Collected data
==*==

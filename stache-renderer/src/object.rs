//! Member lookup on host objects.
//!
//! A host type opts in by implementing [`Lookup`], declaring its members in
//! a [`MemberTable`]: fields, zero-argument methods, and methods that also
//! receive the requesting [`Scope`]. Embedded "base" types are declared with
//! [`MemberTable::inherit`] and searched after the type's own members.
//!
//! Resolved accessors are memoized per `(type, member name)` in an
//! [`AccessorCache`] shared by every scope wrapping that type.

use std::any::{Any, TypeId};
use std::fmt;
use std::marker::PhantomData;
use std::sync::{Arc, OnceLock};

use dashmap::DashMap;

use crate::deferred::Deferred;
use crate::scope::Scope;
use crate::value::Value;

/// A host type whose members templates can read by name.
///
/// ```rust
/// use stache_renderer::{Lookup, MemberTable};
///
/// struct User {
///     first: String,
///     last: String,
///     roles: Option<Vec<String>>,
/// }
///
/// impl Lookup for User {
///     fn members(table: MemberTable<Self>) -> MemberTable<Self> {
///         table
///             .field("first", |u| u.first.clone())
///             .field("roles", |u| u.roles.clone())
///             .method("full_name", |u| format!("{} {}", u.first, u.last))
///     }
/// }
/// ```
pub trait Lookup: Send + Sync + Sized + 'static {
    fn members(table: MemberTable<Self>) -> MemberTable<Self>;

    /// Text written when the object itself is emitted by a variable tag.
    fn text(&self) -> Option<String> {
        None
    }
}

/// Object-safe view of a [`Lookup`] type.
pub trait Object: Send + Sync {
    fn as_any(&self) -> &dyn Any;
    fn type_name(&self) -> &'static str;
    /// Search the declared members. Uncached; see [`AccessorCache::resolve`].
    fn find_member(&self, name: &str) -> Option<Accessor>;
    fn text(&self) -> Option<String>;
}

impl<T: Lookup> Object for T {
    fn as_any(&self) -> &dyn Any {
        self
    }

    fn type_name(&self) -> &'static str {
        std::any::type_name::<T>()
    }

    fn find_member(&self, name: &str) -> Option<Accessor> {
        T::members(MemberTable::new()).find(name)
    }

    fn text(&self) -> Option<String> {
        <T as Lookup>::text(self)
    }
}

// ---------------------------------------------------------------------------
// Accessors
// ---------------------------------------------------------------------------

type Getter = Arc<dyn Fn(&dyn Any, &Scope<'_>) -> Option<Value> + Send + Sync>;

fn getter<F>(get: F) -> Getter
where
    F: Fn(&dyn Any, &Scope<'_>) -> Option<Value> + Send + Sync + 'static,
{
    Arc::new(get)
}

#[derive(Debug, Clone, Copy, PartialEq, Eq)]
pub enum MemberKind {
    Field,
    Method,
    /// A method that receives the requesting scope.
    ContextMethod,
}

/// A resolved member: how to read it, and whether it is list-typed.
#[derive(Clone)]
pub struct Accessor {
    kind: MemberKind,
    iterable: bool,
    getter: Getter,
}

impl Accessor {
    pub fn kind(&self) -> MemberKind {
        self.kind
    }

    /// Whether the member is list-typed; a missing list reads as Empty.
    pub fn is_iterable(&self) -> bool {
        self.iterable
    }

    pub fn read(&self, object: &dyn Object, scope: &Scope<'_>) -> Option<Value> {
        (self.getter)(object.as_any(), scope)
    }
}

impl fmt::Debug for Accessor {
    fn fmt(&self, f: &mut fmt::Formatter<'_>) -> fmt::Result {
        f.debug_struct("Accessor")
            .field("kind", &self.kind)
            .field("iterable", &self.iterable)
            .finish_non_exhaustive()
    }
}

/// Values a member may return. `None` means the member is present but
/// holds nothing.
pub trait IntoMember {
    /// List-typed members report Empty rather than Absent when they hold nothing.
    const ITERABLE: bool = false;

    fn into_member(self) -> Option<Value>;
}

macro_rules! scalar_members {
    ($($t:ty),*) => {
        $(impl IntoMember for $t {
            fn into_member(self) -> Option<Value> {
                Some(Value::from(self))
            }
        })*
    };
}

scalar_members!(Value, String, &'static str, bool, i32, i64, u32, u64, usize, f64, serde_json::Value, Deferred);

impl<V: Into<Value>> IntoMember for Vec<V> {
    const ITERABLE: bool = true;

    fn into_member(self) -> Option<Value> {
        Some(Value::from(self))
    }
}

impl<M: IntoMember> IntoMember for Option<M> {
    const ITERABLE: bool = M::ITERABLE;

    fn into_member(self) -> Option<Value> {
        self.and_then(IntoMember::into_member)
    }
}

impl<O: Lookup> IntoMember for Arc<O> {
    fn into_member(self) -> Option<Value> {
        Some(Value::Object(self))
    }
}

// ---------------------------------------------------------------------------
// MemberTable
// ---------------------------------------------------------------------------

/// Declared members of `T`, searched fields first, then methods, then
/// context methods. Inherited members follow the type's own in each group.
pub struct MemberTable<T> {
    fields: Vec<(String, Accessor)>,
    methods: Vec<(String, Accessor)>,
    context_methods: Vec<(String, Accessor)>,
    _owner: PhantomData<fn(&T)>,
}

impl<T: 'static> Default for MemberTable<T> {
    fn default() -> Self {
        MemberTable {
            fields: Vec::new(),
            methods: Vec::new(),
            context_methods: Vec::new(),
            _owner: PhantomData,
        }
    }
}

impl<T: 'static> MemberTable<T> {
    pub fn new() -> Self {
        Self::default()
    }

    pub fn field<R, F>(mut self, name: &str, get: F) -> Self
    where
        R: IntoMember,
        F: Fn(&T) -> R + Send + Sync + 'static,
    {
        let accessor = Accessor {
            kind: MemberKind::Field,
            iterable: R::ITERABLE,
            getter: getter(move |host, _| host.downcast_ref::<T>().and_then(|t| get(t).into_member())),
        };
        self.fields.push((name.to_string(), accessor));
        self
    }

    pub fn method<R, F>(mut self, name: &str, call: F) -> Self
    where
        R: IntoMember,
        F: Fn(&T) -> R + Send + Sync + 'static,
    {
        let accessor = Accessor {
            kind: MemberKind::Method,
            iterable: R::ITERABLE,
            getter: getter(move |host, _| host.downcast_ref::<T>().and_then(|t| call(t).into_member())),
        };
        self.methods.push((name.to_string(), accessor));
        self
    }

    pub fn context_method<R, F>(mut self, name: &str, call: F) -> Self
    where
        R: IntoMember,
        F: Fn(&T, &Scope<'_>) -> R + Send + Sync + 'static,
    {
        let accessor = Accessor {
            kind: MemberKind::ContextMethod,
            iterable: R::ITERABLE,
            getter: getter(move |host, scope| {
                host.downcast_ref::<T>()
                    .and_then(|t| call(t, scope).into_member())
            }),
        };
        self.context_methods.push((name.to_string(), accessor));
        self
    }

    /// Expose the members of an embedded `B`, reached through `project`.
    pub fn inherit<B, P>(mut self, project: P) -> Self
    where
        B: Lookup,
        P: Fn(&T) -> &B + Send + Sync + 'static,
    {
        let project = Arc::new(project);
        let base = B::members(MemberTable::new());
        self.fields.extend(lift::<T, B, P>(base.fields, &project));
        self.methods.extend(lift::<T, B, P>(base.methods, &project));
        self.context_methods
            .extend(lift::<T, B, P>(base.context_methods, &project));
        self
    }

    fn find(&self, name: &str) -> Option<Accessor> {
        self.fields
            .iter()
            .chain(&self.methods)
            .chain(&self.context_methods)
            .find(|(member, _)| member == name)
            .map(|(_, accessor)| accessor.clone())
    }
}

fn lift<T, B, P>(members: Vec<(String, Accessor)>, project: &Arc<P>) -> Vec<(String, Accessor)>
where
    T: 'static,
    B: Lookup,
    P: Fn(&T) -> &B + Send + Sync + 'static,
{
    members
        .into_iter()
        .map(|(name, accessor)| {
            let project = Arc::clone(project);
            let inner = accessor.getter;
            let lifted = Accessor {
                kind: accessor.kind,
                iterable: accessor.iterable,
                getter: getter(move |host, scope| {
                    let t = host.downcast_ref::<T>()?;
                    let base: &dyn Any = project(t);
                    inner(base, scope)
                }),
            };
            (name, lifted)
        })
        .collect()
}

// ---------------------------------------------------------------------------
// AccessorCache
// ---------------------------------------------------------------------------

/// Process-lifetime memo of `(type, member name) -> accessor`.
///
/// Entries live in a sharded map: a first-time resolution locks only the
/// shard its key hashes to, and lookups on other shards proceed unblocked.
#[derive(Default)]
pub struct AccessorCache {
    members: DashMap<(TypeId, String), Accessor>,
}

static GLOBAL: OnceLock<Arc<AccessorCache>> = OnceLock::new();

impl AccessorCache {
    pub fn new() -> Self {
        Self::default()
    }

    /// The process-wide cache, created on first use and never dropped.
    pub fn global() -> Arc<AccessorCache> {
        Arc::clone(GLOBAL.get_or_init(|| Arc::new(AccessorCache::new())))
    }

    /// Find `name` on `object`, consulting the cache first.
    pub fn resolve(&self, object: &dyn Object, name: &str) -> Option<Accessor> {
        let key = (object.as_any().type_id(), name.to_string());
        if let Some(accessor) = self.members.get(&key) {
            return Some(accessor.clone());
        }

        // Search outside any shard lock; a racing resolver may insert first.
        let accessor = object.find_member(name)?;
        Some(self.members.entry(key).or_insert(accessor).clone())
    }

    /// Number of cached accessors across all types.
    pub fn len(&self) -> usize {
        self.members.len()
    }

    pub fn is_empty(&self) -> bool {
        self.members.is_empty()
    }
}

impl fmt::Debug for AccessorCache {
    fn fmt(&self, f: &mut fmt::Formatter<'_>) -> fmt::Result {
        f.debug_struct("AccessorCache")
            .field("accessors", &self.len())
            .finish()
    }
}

==*==

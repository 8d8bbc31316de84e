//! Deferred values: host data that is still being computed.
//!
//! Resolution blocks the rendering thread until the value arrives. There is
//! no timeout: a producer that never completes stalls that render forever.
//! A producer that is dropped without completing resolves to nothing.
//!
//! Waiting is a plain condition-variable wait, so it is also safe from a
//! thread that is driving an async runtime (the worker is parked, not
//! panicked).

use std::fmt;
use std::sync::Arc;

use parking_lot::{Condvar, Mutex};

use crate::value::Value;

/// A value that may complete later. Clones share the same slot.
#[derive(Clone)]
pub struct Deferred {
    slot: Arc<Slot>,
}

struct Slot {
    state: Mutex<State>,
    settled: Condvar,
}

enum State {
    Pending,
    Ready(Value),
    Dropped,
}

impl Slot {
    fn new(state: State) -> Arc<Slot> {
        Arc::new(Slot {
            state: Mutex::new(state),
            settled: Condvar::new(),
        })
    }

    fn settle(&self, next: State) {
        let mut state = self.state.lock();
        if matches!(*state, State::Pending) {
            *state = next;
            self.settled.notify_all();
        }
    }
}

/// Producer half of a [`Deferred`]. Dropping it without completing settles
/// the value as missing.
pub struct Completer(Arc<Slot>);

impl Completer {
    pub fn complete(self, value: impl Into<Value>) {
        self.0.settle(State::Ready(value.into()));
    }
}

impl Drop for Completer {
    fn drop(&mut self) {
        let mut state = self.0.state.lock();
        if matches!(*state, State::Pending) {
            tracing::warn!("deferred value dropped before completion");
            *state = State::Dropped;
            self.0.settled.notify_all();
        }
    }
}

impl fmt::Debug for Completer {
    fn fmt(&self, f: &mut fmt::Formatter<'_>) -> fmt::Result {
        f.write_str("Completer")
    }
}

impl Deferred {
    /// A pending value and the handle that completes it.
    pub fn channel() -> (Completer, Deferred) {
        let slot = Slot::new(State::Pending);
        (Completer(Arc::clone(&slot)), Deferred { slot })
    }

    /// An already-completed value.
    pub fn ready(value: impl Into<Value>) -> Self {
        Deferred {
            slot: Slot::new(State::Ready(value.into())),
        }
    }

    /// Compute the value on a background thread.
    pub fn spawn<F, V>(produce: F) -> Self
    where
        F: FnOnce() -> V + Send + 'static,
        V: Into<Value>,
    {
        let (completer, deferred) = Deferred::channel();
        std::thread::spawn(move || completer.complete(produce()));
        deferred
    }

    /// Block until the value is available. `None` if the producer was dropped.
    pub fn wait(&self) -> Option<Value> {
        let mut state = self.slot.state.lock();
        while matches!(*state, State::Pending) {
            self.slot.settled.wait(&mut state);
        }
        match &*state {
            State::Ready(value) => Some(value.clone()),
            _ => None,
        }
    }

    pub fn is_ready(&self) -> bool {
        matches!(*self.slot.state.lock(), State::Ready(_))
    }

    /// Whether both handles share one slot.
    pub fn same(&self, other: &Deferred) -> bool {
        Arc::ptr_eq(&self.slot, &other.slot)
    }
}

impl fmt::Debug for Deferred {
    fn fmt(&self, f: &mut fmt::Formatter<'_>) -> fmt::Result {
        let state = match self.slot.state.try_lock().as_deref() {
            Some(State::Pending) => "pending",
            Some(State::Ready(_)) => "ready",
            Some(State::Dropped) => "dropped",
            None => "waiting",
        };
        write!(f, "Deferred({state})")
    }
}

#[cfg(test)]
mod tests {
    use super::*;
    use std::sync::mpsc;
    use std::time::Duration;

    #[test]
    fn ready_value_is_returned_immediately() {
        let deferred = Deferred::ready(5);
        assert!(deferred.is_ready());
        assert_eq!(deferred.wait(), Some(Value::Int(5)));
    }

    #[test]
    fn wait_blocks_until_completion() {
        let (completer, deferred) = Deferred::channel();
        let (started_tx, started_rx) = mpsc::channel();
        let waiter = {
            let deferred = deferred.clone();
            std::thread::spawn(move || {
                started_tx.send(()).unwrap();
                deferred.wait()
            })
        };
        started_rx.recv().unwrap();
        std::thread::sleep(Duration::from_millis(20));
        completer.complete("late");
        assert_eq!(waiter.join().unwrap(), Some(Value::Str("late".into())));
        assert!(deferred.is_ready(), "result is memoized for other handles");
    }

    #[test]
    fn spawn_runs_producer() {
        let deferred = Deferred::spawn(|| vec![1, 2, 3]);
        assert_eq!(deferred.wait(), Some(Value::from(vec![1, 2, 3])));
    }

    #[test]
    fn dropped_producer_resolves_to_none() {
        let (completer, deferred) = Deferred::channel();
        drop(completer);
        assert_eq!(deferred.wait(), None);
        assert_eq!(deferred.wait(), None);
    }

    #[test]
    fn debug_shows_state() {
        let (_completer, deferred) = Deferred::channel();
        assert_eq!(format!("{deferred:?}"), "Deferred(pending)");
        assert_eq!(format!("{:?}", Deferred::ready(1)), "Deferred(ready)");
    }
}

==*==

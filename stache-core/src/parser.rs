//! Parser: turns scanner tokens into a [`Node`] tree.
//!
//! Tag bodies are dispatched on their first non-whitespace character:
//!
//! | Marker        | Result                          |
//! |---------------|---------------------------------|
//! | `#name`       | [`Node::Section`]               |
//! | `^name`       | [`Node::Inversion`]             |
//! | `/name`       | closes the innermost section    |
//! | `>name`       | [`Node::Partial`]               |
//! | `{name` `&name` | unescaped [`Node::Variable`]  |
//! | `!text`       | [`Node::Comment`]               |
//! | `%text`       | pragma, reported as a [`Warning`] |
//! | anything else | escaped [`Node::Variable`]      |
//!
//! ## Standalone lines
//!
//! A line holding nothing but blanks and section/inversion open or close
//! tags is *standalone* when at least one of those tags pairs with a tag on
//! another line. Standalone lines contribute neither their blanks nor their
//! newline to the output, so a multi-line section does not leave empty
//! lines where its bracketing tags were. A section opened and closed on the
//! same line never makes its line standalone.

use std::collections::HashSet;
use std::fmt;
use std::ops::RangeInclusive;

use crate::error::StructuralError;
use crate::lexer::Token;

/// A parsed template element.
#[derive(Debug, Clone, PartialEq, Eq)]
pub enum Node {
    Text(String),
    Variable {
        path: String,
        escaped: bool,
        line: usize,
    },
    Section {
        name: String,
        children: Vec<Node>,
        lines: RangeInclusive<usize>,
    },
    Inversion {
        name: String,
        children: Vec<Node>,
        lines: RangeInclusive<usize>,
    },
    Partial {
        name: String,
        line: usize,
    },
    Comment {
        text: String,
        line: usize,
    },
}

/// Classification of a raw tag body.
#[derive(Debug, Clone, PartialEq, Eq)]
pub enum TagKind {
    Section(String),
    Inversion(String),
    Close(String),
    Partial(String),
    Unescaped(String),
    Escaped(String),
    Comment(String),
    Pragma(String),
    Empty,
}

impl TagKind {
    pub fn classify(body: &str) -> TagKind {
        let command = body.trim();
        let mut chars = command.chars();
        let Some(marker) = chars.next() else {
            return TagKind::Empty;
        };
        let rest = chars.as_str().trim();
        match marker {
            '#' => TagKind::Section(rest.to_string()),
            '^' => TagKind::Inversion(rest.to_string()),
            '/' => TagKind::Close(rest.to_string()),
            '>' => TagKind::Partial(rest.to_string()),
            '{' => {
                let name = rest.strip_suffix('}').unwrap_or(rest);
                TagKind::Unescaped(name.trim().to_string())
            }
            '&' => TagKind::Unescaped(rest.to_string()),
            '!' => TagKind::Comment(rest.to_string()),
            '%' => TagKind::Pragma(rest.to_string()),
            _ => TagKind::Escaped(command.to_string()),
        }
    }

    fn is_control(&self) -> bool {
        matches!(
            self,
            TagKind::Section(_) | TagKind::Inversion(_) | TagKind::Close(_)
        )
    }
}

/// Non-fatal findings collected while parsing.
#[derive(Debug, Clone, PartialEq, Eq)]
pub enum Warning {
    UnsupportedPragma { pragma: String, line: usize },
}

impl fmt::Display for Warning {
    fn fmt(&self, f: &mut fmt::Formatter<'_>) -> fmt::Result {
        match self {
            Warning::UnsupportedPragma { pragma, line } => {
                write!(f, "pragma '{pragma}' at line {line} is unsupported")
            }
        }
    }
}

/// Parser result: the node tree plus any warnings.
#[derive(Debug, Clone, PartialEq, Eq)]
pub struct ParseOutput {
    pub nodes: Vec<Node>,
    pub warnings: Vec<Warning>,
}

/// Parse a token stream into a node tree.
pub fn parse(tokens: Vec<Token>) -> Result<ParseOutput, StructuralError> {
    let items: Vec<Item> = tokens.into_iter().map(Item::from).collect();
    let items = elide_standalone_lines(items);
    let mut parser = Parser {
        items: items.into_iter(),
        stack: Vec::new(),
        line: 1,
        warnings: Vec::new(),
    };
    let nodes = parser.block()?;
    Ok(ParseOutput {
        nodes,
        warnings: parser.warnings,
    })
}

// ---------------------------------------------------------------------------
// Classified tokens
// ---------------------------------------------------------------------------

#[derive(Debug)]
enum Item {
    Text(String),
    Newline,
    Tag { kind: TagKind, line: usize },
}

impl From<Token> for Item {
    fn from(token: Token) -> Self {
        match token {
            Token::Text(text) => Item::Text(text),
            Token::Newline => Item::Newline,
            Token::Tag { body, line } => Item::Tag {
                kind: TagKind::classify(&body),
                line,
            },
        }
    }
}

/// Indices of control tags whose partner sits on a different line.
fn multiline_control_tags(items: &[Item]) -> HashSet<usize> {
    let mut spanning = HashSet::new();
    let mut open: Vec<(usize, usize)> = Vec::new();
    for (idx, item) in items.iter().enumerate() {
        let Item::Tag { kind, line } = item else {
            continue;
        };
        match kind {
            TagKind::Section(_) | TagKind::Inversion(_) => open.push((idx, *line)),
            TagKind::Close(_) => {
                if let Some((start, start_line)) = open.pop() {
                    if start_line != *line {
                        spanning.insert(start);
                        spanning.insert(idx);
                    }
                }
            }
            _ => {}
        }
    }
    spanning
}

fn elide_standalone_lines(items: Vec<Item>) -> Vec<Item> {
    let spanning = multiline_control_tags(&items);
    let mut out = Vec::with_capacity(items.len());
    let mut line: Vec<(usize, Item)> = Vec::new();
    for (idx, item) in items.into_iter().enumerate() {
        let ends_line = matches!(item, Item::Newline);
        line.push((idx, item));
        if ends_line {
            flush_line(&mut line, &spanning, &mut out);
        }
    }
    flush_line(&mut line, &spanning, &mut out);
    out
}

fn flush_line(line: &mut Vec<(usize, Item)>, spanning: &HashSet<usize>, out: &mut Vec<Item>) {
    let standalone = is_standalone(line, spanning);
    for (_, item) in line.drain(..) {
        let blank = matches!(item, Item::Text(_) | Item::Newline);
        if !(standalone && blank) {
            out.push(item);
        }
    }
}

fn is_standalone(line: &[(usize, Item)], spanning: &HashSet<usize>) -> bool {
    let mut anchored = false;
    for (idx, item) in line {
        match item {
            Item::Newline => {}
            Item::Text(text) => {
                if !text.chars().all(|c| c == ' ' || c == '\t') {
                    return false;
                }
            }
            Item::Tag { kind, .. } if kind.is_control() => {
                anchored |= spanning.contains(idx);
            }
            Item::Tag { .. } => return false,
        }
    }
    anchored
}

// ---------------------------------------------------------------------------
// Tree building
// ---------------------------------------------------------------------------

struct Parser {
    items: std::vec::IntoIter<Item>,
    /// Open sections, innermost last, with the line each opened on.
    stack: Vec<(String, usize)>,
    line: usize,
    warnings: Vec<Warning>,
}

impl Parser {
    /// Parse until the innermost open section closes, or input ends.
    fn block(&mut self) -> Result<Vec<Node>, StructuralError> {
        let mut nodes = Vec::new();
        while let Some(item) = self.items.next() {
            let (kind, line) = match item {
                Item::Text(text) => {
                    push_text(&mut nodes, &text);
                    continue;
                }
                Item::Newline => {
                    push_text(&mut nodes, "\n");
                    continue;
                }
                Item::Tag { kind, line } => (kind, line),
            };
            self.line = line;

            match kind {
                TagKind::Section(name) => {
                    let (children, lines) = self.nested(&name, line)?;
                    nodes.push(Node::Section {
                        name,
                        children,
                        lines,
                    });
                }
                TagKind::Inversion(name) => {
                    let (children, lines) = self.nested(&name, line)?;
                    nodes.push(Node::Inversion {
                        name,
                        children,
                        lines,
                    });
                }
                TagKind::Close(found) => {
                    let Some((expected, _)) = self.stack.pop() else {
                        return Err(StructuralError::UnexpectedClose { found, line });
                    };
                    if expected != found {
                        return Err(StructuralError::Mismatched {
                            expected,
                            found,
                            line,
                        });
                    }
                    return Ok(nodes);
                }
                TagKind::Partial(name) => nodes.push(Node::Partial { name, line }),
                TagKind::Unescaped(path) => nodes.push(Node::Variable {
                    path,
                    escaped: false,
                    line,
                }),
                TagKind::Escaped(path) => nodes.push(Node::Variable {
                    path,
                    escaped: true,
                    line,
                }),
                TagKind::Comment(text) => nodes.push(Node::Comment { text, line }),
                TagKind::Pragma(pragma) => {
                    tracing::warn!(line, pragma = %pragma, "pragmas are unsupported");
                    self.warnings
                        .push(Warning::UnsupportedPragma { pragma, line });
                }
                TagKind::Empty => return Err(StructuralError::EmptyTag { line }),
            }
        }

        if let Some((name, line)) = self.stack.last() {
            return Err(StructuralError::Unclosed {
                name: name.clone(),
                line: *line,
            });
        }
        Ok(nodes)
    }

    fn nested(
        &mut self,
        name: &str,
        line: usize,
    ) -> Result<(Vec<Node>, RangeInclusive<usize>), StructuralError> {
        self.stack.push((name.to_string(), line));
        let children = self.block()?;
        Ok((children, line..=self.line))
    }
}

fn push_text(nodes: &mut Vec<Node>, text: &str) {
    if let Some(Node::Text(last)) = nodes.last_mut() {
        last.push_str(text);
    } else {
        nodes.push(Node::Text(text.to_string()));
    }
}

==*==

◆ Problem details: In the entries above, count each line holding the word "when" and give that count alone.

◆ Exercise solution: 3